Indeed, Mary could have parted the Red Sea, but such speculation has no place as a doctrine, especially in the light of the fact that the Holy Spirit characteristically mentions exceptions to the norm among notable persons, from great age (Methuselah), to excess size, fingers (Goliath), strength (Samson), devotion (Anna), diet (John the Baptist), to the supernatural transport of Phillip, the singleness of Paul and Barnabas, and uncharacteristic duplicity of Peter, and the surpassing labor and suffering of Paul, etc., etc. to John the Baptist "being" Elijah, and Christ being sinless and the prophesied Messiah and Divine.
But Mary is nowhere presented as being a sinless perpetual virgin and highest created being in virtue, titled the mother of God and bodily assumed into Heaven and crowned as its Queen, with authority over angels, and hearing virtually infinite amounts of prayer from earth addressed to her, etc. .
Meanwhile, it is abundantly evidenced that Scripture was the transcendent supreme standard for obedience and testing and establishing truth claims as the wholly Divinely inspired and assured, Word of God.
And which testifies (Lk. 24:27,44, etc.) to writings of God being recognized and established as being so (essentially due to their unique and enduring heavenly qualities and attestation), and thus they materially provide for a canon of Scripture (as well as for reason, the church, etc.)
But the weight of Scriptural substantiation is not the basis for the veracity of RC doctrine, lest they be as evangelicals, but assurance of Truth for an RC is based upon the premise of the assured veracity of Rome.
Under which Scripture, history and tradition only assuredly consist of and mean what she says they do. For Rome has presumed to infallibly declare she is and will be perpetually infallible whenever she speaks in accordance with her infallibly defined (scope and subject-based) formula, which renders her declaration that she is infallible, to be infallible, as well as all else she accordingly declares.
That has been the point of this thread all along. Roman Catholicism DOES require belief in the Assumption of Mary as ex cathedra doctrine and those who do not believe it are anathematized, cut off from communion and, according to the CCC, unable to be saved. Those who are excommunicated - correct me if I am wrong - cannot go to heaven when they die as long as they die in that state.

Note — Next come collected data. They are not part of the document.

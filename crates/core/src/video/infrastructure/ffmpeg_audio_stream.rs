use std::path::Path;

use crate::shared::audio_sample::AudioSample;
use crate::shared::error::SourceError;
use crate::shared::video_asset::TimeBase;

/// Demuxes the best audio stream of a file into raw packets.
///
/// Owns its own input context so it can run on a different thread than the
/// video decoder reading the same file.
pub struct FfmpegAudioStream {
    ictx: ffmpeg_next::format::context::Input,
    stream_index: usize,
    time_base: TimeBase,
}

// Safety: the input context is owned exclusively by this stream and only
// touched from the thread currently iterating it.
unsafe impl Send for FfmpegAudioStream {}

impl FfmpegAudioStream {
    /// Opens `path` for audio. `Ok(None)` when the file has no audio stream.
    pub fn open(path: &Path) -> Result<Option<Self>, SourceError> {
        ffmpeg_next::init().map_err(|e| SourceError::Open(e.to_string()))?;
        let ictx = ffmpeg_next::format::input(path)
            .map_err(|e| SourceError::Open(format!("{}: {e}", path.display())))?;

        let Some(stream) = ictx.streams().best(ffmpeg_next::media::Type::Audio) else {
            return Ok(None);
        };
        let stream_index = stream.index();
        let tb = stream.time_base();
        let time_base = TimeBase::new(tb.numerator(), tb.denominator());

        Ok(Some(Self {
            ictx,
            stream_index,
            time_base,
        }))
    }

    pub fn time_base(&self) -> TimeBase {
        self.time_base
    }
}

impl Iterator for FfmpegAudioStream {
    type Item = Result<AudioSample, SourceError>;

    fn next(&mut self) -> Option<Self::Item> {
        loop {
            let (stream, packet) = self.ictx.packets().next()?;
            if stream.index() != self.stream_index {
                continue;
            }
            return Some(Ok(AudioSample {
                data: packet.data().map(<[u8]>::to_vec).unwrap_or_default(),
                pts: packet.pts(),
                dts: packet.dts(),
                duration: packet.duration(),
                time_base: self.time_base,
                is_key: packet.is_key(),
            }));
        }
    }
}
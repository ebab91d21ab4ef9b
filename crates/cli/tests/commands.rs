//! Commands against files on disk

use std::io::Write;
use std::path::Path;

use amlwatch_cli::{commands, Settings};
use amlwatch_core::Transaction;
use chrono::{DateTime, Duration, TimeZone, Utc};
use rust_decimal_macros::dec;
use tempfile::TempDir;

fn now() -> DateTime<Utc> {
    Utc.with_ymd_and_hms(2024, 3, 4, 18, 0, 0).unwrap()
}

fn write_jsonl(dir: &Path, name: &str, txs: &[Transaction]) -> std::path::PathBuf {
    let path = dir.join(name);
    let mut file = std::fs::File::create(&path).unwrap();
    for tx in txs {
        writeln!(file, "{}", serde_json::to_string(tx).unwrap()).unwrap();
    }
    path
}

fn settings() -> Settings {
    Settings {
        as_of: Some(now()),
        ..Settings::default()
    }
}

fn structuring_history() -> Vec<Transaction> {
    (0..3)
        .map(|i| {
            Transaction::new("ACC-1", "ACC-2", dec!(4000), now() - Duration::hours(3 - i))
                .unwrap()
                .with_id(format!("H{i}"))
        })
        .collect()
}

#[tokio::test]
async fn test_score_command() {
    let dir = TempDir::new().unwrap();
    let history = write_jsonl(dir.path(), "history.jsonl", &structuring_history());

    let tx = Transaction::new("ACC-1", "ACC-2", dec!(4100), now())
        .unwrap()
        .with_id("NEW");
    let tx_path = dir.path().join("tx.json");
    std::fs::write(&tx_path, serde_json::to_string(&tx).unwrap()).unwrap();

    let assessment = commands::score(&settings(), &history, &tx_path).await.unwrap();
    assert_eq!(assessment.transaction_id, "NEW");
    assert!(!assessment.is_fallback());
    let breakdown = assessment.breakdown.unwrap();
    // Known counterparty, in line with history
    assert_eq!(breakdown.amount_risk, 0);
    assert_eq!(breakdown.pattern_risk, 0);
}

#[tokio::test]
async fn test_score_batch_command() {
    let dir = TempDir::new().unwrap();
    let history = write_jsonl(dir.path(), "history.jsonl", &structuring_history());
    let batch = write_jsonl(
        dir.path(),
        "batch.jsonl",
        &[
            Transaction::new("ACC-1", "ACC-2", dec!(4000), now()).unwrap().with_id("B1"),
            Transaction::new("ACC-9", "ACC-8", dec!(9000), now()).unwrap().with_id("B2"),
        ],
    );

    let report = commands::score_batch(&settings(), &history, &batch).await.unwrap();
    assert_eq!(report.summary.total, 2);
    assert_eq!(report.assessments[0].transaction_id, "B1");
    assert_eq!(report.assessments[1].transaction_id, "B2");
    // Each suspicious transaction has its own sender
    assert_eq!(report.top_accounts.len(), report.summary.suspicious);
    for account in &report.top_accounts {
        assert_eq!(account.suspicious_count, 1);
    }
}

#[tokio::test]
async fn test_patterns_and_window_commands() {
    let dir = TempDir::new().unwrap();
    let path = write_jsonl(dir.path(), "batch.jsonl", &structuring_history());

    let result = commands::patterns(&settings(), &path).await.unwrap();
    assert_eq!(result.smurfing_patterns, 1);
    assert_eq!(result.analysis_timestamp, now());

    let result = commands::window(&settings(), &path, 2).await.unwrap();
    // Only the last two transfers fall in the window
    assert_eq!(result.smurfing_patterns, 0);
    assert_eq!(result.analysis_timestamp, now());

    let result = commands::window(&settings(), &path, 24).await.unwrap();
    assert_eq!(result.smurfing_patterns, 1);
    assert_eq!(result.analysis_timestamp, now());
}

#[tokio::test]
async fn test_window_rejects_out_of_range_hours() {
    let dir = TempDir::new().unwrap();
    let path = write_jsonl(dir.path(), "history.jsonl", &structuring_history());

    for hours in [i64::MAX, 0, -5] {
        let err = commands::window(&settings(), &path, hours).await.unwrap_err();
        assert!(format!("{err:#}").contains("out of range"), "hours {hours}");
    }
}

#[tokio::test]
async fn test_missing_file_reports_path() {
    let err = commands::patterns(&settings(), Path::new("/nonexistent/batch.jsonl"))
        .await
        .unwrap_err();
    assert!(format!("{err:#}").contains("/nonexistent/batch.jsonl"));
}
//! amlwatch History Providers
//!
//! The detection engine never owns storage. Everything it knows about
//! past transactions comes through [`HistoryProvider`], passed explicitly
//! into each call. [`InMemoryHistory`] serves tests, the CLI and callers
//! that already hold a snapshot.

mod error;
mod memory;
mod provider;

pub use error::HistoryError;
pub use memory::InMemoryHistory;
pub use provider::{HistoryProvider, DEFAULT_ACCOUNT_HISTORY_LIMIT};
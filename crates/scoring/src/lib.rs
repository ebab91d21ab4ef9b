//! amlwatch Risk Scoring
//!
//! Scores a single transaction from 0 to 100 using four weighted
//! sub-scores computed against the account's recent history:
//!
//! ```text
//!   Transaction ──► HistoryProvider (from / to / last 24h, bounded by deadline)
//!                        │
//!          ┌─────────────┼─────────────┬─────────────┐
//!          ▼             ▼             ▼             ▼
//!     AmountRisk   FrequencyRisk  PatternRisk    TimeRisk
//!       × 0.30        × 0.25        × 0.25        × 0.20
//!          └─────────────┴──────┬──────┴─────────────┘
//!                               ▼
//!                    RiskScore (rounded, clamped 0..=100)
//! ```
//!
//! A history failure or timeout never fails the call: the documented
//! fallback score is returned and the reason is attached to the result.
//!
//! ## Key Components
//!
//! - [`config::ScoringConfig`] - Thresholds, weights and deadlines
//! - [`factors::score_transaction`] - Pure scoring over fetched history
//! - [`scorer::RiskScorer`] - History fetching, fallback and batch scoring
//! - [`assessment::RiskAssessment`] - Score, severity and suspicion flag
//! - [`summary::RiskSummary`] - Aggregate view over many assessments

pub mod assessment;
pub mod config;
pub mod error;
pub mod factors;
pub mod scorer;
pub mod summary;

pub use assessment::{RiskAssessment, RiskScore, Severity};
pub use config::{ScoreWeights, ScoringConfig};
pub use error::{ScoringError, ScoringResult};
pub use factors::{score_transaction, RiskBreakdown, ScoringInputs};
pub use scorer::RiskScorer;
pub use summary::{RiskSummary, SeverityCounts, SuspiciousAccount, TOP_SUSPICIOUS_ACCOUNTS};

If it all was just a matter of personal choice whether to believe the teaching or not, it wouldn't be an issue and there probably wouldn't be a thread on it - though I think it is an interesting point that two prior popes called heretical the ONLY writing that could have been a historical source for the belief. Without that, there IS nothing to base the dogma on other than wishful thinking of some people centuries afterward. Don't you wonder why the Apostle John never mentioned Mary's death in any of his epistles seeing as Jesus entrusted her care to him? His last book was written towards the end of his life and Mary was already long dead by then. If there had truly been a miraculous ascension of Mary to heaven, why wouldn't he have said anything about it? I think these are legitimate questions and are not asked just to tick Catholics off.